I've confirmed the data to be posted has quite a few NaN inside:

{'timestamp': 1721142960, 'value': 0.23723366}, {'timestamp': 1721143020, 'value': nan}, {'timestamp': 1721143080, 'value': nan}, ...

They should probably either be excluded by the prometheus query or by the software itself.
I'm sending a tentative patch.

Change #1055875 had a related patch set uploaded (by Volans; author: Volans):

[operations/software/statograph@master] Filter out NaN data from Prometheus

https://gerrit.wikimedia.org/r/1055875

I believe this is responsible for "Wiki response time" not showing up on https://www.wikimediastatus.net/ since 16 July (mentioning here for benefit of search and discovery within Phab).

bd808 renamed this task from statograph_post errors with out of range float values to statograph_post errors with out of range float values since 2024-07-16.Jul 22 2024, 8:34 PM
bd808 updated the task description. (Show Details)

I've hot-tested the above patch and it doesn't solve the problem because all the data is seen as NaN.
From a quick check of the configuration file it has:

graphite: https://graphite.wikimedia.org/
query: MediaWiki.timing.editResponseTime.sample_rate

And from a quick check on graphite we do have that metric:
https://graphite.wikimedia.org/?width=586&height=308&target=MediaWiki.timing.editResponseTime.sample_rate

But apparently statograph is not getting the data, to be investigated further. To be noted that this is the only query to graphite all the other data uses different datasources.

In the meanwhile wile hot-testing I've unblocked statograph uploading all the other data and now it runs fine without erroring out. But still we miss data for the response time

Ok I spoke too soon :D Status page indexing is slower than I expected.

Actually with the hot-fix applied once I've backfilled all the data and is now working fine (without the hotfix) on his own.

All data backfilled and graph looks full of data.

@CDanis when you're back I think we should merge and deploy the patch anyway to prevent statograph to fail entirely if one metric has no data. I'll leave it to you the CI issues with mypy unrelated to this change.

Change #1055875 merged by jenkins-bot:

[operations/software/statograph@master] Filter out NaN data from Prometheus

https://gerrit.wikimedia.org/r/1055875

Thanks for handling this while I was out!

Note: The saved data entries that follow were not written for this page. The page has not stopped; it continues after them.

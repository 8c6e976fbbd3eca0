//! Domain error and result types.
//!
//! All fallible engine operations return [`Result<T, RedactorError>`]:
//!
//! ```rust
//! use phi_redactor::domain::{RedactorError, Result};
//! use std::path::Path;
//!
//! fn require_pdf(path: &Path) -> Result<()> {
//!     match path.extension().and_then(|e| e.to_str()) {
//!         Some("pdf") => Ok(()),
//!         other => Err(RedactorError::UnsupportedInputFormat(
//!             other.unwrap_or_default().to_string(),
//!         )),
//!     }
//! }
//!
//! assert!(require_pdf(Path::new("scan.pdf")).is_ok());
//! assert!(require_pdf(Path::new("notes.docx")).is_err());
//! ```

pub mod errors;
pub mod result;

pub use errors::RedactorError;
pub use result::Result;
//! Init command implementation
//!
//! This module implements the `init` command for generating a sample
//! configuration file.

use super::{EXIT_CONFIG, EXIT_FATAL, EXIT_OK};
use clap::Args;
use std::fs;
use std::path::Path;

/// Arguments for the init command
#[derive(Args, Debug)]
pub struct InitArgs {
    /// Path where to create the configuration file
    #[arg(short, long, default_value = "phi-redactor.toml")]
    pub output: String,

    /// Overwrite existing file
    #[arg(long)]
    pub force: bool,
}

impl InitArgs {
    /// Execute the init command
    pub async fn execute(&self) -> anyhow::Result<i32> {
        tracing::info!(output = %self.output, "Initializing configuration file");

        println!("📝 Initializing PHI Redactor configuration");
        println!();

        if Path::new(&self.output).exists() && !self.force {
            println!("❌ Configuration file already exists: {}", self.output);
            println!("   Use --force to overwrite");
            return Ok(EXIT_CONFIG);
        }

        match fs::write(&self.output, Self::generate_config()) {
            Ok(_) => {
                println!("✅ Configuration file created: {}", self.output);
                println!();
                println!("Next steps:");
                println!("  1. Install tesseract and poppler-utils (pdftoppm)");
                println!("  2. Edit {} with your settings", self.output);
                println!("  3. Validate configuration: phi-redactor validate-config");
                println!("  4. Redact a document: phi-redactor redact scan.pdf");
                println!();
                Ok(EXIT_OK)
            }
            Err(e) => {
                println!("❌ Failed to write configuration file");
                println!("   Error: {}", e);
                Ok(EXIT_FATAL)
            }
        }
    }

    /// Generate the sample configuration
    pub fn generate_config() -> String {
        r#"# PHI Redactor Configuration File
# All sections are optional; values shown are the defaults.

[application]
log_level = "info"  # trace | debug | info | warn | error

[detection]
mode = "normal"  # normal | aggressive
# Replace the built-in rule catalog
# pattern_library = "./patterns/custom_rules.toml"

[geometry]
padding = 2
fill_color = [0, 0, 0]

[ocr]
tesseract_path = "tesseract"
language = "eng"
upscale_min_dimension = 1000

[pdf]
pdftoppm_path = "pdftoppm"
dpi = 300

[output]
write_text_output = true
suffix = "_redacted"
max_parallel_pages = 4

[audit]
enabled = false
log_path = "./audit/redaction.log"
json_format = true

[logging]
local_enabled = false
local_path = "./logs"
local_rotation = "daily"  # daily | hourly | never
"#
        .to_string()
    }
}
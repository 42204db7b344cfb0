//! Per-post metadata caching.
//!
//! This module holds the metadata half of the cache subsystem:
//!
//! * [`record`]: the [`PostMetadata`] data model and field-wise merge.
//! * [`reports`]: tolerant normalization of moderation report payloads.
//! * [`store`]: the [`MetadataStore`] with per-record JSON persistence
//!   and the submission index.

pub mod record;
pub mod reports;
pub mod store;

pub use record::{MetadataUpdate, ModerationStatus, PostMetadata};
pub use reports::{parse_reports, ReportSummary, UNPROCESSABLE_REPORT};
pub use store::MetadataStore;
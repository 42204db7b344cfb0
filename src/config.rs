//! Cache configuration management.
//!
//! Loads and saves the small JSON config holding the cache root
//! override and worker tuning. A missing or unreadable config silently
//! falls back to defaults; the cache root defaults to the
//! platform-specific cache directory.

use anyhow::Result;
use directories::ProjectDirs;
use serde::{Deserialize, Serialize};
use std::fs;
use std::path::PathBuf;

/// Cache subsystem configuration.
#[derive(Debug, Clone, Serialize, Deserialize)]
pub struct Config {
    /// Explicit cache root; `None` means the platform cache directory.
    #[serde(default)]
    pub cache_root: Option<PathBuf>,
    /// Prefetch worker threads; 0 lets rayon pick. Feeds
    /// [`crate::prefetch::PrefetchConfig`] via its `From<&Config>` impl.
    #[serde(default)]
    pub workers: usize,
    /// Bound, in seconds, on network-facing collaborator calls. Feeds
    /// [`crate::prefetch::PrefetchConfig`] via its `From<&Config>` impl.
    #[serde(default = "default_timeout_secs")]
    pub network_timeout_secs: u64,
}

fn default_timeout_secs() -> u64 {
    30
}

impl Default for Config {
    fn default() -> Self {
        Self {
            cache_root: None,
            workers: 0,
            network_timeout_secs: default_timeout_secs(),
        }
    }
}

impl Config {
    /// Load the configuration from the default platform-specific path.
    #[must_use]
    pub fn load() -> Self {
        match Self::load_internal() {
            Ok(config) => config,
            Err(e) => {
                log::debug!("Failed to load config, using defaults: {}", e);
                Self::default()
            }
        }
    }

    fn load_internal() -> Result<Self> {
        let path = Self::config_path()?;
        if !path.exists() {
            return Ok(Self::default());
        }

        let content = fs::read_to_string(path)?;
        let config = serde_json::from_str(&content)?;
        Ok(config)
    }

    /// Save the configuration to the default platform-specific path.
    pub fn save(&self) -> Result<()> {
        let path = Self::config_path()?;
        if let Some(parent) = path.parent() {
            fs::create_dir_all(parent)?;
        }

        let content = serde_json::to_string_pretty(self)?;
        fs::write(path, content)?;
        Ok(())
    }

    /// The cache root to use: the explicit override, or the platform
    /// cache directory.
    pub fn effective_cache_root(&self) -> Result<PathBuf> {
        if let Some(root) = &self.cache_root {
            return Ok(root.clone());
        }
        let project_dirs = ProjectDirs::from("com", "redmedia", "redcache")
            .ok_or_else(|| anyhow::anyhow!("Failed to determine project directories"))?;
        Ok(project_dirs.cache_dir().to_path_buf())
    }

    /// Get the default platform-specific configuration path.
    fn config_path() -> Result<PathBuf> {
        let project_dirs = ProjectDirs::from("com", "redmedia", "redcache")
            .ok_or_else(|| anyhow::anyhow!("Failed to determine project directories"))?;
        Ok(project_dirs.config_dir().join("config.json"))
    }
}

#[cfg(test)]
mod tests {
    use super::*;

    #[test]
    fn defaults_are_sane() {
        let config = Config::default();
        assert!(config.cache_root.is_none());
        assert_eq!(config.workers, 0);
        assert_eq!(config.network_timeout_secs, 30);
    }

    #[test]
    fn explicit_root_wins() {
        let config = Config {
            cache_root: Some(PathBuf::from("/custom/cache")),
            ..Config::default()
        };
        assert_eq!(
            config.effective_cache_root().unwrap(),
            PathBuf::from("/custom/cache")
        );
    }

    #[test]
    fn partial_config_json_fills_defaults() {
        let config: Config = serde_json::from_str(r#"{"workers": 4}"#).unwrap();
        assert_eq!(config.workers, 4);
        assert_eq!(config.network_timeout_secs, 30);
        assert!(config.cache_root.is_none());
    }
}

@CDanis when you're back I think we should merge and deploy the patch anyway to prevent statograph to fail entirely if one metric has no data.

Agreed it's a good patch, +2'd.

But unless I'm misunderstanding we already prevent statograph failing entirely if one metric has no data? https://gerrit.wikimedia.org/r/plugins/gitiles/operations/software/statograph/+/master/statograph/__main__.py#129

I'll leave it to you the CI issues with mypy unrelated to this change.

yep done and merged :)

Thanks for handling this while I was out!

No prob :)

@CDanis when you're back I think we should merge and deploy the patch anyway to prevent statograph to fail entirely if one metric has no data.

Agreed it's a good patch, +2'd.

Thanks

But unless I'm misunderstanding we already prevent statograph failing entirely if one metric has no data? https://gerrit.wikimedia.org/r/plugins/gitiles/operations/software/statograph/+/master/statograph/__main__.py#129

You're right, it was skipping that metric, what it wasn't able to do was to recover itself once new data was there. A single NaN in the dataset to be filled or backfilled would prevent the metric to work and make statograph unable to get unstuck even if the following datapoints were having normal data.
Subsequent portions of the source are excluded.